*Data records:*
_ _ _ _

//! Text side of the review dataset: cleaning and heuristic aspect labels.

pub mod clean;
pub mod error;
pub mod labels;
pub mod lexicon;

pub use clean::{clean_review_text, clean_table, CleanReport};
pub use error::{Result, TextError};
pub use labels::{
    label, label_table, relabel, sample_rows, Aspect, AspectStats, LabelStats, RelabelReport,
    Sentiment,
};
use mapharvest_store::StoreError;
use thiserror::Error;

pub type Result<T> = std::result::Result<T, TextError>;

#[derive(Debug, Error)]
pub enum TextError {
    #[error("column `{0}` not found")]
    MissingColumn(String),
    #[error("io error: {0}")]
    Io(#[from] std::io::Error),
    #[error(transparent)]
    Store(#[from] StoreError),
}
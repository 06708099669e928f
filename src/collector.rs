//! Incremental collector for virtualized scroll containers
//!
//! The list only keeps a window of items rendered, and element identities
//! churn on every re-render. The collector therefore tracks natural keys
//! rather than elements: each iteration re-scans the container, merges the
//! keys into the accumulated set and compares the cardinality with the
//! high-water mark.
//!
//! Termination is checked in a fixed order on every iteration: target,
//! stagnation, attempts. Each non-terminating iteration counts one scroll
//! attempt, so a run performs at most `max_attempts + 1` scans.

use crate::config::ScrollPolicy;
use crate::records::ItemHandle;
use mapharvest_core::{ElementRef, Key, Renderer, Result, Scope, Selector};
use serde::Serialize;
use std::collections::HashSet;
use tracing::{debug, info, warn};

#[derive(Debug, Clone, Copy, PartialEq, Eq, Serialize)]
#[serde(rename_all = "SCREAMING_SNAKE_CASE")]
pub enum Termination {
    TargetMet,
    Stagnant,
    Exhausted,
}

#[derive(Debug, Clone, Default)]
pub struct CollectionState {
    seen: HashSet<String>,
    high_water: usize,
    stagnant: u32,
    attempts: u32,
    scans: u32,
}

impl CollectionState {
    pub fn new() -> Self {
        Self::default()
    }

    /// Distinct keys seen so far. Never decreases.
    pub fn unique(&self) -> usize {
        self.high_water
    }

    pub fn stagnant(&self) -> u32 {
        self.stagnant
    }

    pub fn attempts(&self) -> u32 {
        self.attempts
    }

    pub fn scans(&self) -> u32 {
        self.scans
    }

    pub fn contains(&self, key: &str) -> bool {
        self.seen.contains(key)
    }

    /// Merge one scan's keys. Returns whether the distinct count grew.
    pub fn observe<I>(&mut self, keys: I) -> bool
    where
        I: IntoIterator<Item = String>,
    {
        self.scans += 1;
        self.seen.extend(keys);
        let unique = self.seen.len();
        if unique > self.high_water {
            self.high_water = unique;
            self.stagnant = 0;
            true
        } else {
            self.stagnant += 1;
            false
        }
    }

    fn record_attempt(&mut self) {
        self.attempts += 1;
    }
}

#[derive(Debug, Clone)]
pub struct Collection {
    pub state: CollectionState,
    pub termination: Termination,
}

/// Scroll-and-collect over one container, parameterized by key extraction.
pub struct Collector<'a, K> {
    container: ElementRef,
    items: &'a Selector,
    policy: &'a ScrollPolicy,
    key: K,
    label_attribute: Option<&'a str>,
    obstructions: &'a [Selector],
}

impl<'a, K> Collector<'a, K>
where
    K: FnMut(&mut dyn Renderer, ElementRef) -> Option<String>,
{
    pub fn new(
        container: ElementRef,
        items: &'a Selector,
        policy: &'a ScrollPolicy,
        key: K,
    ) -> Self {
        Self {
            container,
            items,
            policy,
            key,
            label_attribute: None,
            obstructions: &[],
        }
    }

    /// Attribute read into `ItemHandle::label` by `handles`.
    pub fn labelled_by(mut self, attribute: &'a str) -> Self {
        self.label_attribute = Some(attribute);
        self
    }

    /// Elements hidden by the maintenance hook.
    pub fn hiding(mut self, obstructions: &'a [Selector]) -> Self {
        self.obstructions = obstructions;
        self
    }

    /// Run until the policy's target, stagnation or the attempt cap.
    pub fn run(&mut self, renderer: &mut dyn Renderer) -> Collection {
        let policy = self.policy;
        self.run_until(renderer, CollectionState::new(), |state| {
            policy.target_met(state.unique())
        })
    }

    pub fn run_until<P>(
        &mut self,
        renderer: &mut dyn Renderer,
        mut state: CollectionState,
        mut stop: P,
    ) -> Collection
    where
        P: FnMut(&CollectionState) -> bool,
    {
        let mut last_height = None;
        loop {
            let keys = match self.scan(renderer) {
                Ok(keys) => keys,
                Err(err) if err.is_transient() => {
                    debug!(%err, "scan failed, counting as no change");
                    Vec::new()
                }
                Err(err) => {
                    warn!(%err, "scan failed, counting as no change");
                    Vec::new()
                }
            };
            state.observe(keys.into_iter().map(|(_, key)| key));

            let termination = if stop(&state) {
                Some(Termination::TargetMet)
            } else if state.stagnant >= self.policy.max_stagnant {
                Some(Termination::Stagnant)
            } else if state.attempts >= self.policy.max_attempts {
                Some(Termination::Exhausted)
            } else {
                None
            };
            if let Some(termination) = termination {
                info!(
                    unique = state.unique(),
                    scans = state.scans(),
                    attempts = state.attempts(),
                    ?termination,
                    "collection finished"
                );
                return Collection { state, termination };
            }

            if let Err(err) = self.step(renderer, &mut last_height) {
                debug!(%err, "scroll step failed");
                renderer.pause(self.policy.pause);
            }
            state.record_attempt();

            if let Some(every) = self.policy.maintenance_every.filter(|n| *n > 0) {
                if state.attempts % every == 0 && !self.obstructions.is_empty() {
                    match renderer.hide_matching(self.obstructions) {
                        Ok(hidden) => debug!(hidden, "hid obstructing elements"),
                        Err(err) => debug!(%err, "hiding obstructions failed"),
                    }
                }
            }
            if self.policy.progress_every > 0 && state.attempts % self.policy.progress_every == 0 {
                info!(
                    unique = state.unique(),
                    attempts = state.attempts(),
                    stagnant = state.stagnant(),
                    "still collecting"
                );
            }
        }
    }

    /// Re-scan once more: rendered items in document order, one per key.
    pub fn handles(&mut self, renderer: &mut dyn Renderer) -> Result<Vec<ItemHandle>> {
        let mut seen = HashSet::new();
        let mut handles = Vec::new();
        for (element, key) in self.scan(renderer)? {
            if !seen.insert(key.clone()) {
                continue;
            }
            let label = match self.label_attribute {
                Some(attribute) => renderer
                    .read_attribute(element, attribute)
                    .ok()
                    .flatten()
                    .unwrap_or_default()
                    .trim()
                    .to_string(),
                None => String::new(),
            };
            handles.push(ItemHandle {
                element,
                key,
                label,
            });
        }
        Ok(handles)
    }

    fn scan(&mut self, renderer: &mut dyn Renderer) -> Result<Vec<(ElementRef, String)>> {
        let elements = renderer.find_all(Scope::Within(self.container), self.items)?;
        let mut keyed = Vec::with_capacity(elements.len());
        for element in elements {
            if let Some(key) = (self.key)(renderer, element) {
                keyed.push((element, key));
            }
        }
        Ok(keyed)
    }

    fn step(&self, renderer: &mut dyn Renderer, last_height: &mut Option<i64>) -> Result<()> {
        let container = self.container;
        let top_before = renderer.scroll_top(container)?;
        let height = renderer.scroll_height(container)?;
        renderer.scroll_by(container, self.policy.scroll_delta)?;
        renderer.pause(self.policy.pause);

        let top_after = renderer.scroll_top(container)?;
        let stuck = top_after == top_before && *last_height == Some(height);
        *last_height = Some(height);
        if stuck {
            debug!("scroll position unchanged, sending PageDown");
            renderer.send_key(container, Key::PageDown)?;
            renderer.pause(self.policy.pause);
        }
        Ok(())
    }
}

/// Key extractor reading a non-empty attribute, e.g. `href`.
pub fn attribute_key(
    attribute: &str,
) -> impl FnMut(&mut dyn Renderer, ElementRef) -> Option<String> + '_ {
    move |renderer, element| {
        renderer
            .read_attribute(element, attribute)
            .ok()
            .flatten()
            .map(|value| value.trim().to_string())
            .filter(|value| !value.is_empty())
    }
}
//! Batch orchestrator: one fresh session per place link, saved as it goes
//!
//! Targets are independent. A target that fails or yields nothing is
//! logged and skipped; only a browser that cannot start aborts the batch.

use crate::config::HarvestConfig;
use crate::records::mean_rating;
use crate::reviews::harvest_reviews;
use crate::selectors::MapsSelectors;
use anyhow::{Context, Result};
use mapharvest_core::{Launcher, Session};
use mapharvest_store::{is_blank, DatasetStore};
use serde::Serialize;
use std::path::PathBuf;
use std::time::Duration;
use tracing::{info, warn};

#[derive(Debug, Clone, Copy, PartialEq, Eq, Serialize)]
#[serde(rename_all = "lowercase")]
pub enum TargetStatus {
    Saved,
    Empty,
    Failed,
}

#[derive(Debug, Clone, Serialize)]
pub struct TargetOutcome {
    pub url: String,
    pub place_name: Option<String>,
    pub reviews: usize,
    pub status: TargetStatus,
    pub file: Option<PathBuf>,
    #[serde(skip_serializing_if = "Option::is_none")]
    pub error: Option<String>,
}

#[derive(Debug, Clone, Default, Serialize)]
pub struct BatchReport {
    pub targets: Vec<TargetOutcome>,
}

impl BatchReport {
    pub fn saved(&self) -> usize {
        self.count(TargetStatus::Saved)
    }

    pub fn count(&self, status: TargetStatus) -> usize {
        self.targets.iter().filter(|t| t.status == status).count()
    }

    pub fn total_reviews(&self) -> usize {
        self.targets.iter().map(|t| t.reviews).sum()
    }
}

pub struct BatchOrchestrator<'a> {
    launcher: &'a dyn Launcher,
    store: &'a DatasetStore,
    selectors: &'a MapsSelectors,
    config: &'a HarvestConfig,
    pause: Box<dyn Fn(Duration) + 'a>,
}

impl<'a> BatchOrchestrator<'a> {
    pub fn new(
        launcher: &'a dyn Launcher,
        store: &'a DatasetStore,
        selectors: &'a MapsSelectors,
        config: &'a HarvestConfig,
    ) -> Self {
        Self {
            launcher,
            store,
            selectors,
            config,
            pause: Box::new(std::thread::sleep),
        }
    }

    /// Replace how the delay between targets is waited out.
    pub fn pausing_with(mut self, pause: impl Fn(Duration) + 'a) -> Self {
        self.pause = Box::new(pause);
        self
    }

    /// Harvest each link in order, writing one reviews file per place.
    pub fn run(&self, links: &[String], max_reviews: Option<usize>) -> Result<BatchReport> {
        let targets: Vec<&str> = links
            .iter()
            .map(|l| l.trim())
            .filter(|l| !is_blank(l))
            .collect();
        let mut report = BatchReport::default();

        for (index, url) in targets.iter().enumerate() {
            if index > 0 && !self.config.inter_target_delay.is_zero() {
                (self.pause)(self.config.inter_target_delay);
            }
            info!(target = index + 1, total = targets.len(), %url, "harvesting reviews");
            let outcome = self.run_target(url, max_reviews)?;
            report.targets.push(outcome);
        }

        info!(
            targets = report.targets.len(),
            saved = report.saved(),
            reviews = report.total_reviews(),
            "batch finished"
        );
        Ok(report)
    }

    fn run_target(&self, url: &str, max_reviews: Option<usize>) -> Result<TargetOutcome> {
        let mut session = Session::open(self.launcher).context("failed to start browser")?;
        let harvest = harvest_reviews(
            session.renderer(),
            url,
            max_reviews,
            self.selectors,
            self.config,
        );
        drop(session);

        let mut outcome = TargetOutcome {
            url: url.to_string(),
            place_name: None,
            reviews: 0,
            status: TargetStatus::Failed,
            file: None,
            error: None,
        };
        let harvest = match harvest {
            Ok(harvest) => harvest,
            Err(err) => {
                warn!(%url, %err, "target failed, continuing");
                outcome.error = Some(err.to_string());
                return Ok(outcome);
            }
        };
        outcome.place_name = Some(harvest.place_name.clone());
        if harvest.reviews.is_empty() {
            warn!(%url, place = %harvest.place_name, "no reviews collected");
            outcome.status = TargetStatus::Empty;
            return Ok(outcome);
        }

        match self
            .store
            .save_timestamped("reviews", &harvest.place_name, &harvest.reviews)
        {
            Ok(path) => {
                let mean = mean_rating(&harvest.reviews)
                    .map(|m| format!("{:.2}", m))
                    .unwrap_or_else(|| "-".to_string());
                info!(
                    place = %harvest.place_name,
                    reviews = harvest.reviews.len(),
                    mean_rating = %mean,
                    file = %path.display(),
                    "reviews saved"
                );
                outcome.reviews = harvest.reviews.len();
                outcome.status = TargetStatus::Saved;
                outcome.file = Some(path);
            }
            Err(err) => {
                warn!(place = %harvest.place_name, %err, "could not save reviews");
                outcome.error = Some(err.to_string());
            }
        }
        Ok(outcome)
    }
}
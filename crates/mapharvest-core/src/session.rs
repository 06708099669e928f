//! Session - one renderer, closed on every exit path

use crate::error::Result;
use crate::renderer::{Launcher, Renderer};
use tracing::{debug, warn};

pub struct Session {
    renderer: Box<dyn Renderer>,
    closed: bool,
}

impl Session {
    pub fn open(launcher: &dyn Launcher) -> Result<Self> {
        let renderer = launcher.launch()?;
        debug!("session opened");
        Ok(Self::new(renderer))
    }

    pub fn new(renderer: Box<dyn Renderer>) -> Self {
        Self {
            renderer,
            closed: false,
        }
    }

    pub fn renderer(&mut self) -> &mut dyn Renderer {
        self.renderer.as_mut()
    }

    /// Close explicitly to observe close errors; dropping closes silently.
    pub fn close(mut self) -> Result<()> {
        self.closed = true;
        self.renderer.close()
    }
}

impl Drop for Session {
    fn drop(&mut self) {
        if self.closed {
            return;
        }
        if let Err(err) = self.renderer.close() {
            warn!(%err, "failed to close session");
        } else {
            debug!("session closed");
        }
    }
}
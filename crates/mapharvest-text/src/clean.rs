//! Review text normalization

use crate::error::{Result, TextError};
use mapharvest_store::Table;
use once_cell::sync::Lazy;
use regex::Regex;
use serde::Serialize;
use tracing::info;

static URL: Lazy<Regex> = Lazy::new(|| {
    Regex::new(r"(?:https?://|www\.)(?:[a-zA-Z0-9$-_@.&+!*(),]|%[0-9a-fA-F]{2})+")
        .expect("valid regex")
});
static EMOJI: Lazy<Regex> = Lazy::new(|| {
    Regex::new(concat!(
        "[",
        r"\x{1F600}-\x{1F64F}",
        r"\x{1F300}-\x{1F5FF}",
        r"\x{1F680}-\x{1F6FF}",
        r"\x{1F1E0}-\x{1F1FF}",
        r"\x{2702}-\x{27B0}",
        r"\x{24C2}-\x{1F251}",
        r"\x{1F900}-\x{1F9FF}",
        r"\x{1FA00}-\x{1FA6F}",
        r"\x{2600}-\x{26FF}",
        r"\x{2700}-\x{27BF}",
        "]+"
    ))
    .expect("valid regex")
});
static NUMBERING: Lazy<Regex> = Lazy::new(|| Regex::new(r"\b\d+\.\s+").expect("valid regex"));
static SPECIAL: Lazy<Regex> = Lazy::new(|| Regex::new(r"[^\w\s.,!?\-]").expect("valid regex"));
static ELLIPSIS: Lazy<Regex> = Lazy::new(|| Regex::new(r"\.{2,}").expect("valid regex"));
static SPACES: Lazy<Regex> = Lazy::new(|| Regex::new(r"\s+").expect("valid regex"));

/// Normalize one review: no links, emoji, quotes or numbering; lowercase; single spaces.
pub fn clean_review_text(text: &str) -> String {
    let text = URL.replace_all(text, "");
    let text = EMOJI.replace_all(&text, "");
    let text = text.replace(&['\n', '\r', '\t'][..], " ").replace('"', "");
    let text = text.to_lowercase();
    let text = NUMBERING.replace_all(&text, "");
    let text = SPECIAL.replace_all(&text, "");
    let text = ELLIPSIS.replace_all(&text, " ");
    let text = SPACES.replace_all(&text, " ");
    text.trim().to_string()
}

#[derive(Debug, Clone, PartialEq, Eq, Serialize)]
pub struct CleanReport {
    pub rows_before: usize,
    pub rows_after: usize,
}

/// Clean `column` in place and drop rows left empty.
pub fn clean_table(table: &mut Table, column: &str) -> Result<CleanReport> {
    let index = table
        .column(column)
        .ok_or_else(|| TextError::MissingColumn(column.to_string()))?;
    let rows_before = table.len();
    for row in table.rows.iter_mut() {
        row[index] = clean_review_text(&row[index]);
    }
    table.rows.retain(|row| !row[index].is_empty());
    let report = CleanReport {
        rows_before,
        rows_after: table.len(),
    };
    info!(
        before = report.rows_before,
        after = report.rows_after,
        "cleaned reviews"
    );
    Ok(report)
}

_ _ _ _

*Work request:*
Go through the entries and return each line where the word "unique" appears.

*Task result:*
    pub fn unique(&self) -> usize {
        let unique = self.seen.len();
        if unique > self.high_water {
            self.high_water = unique;
            policy.target_met(state.unique())
                    unique = state.unique(),
                    unique = state.unique(),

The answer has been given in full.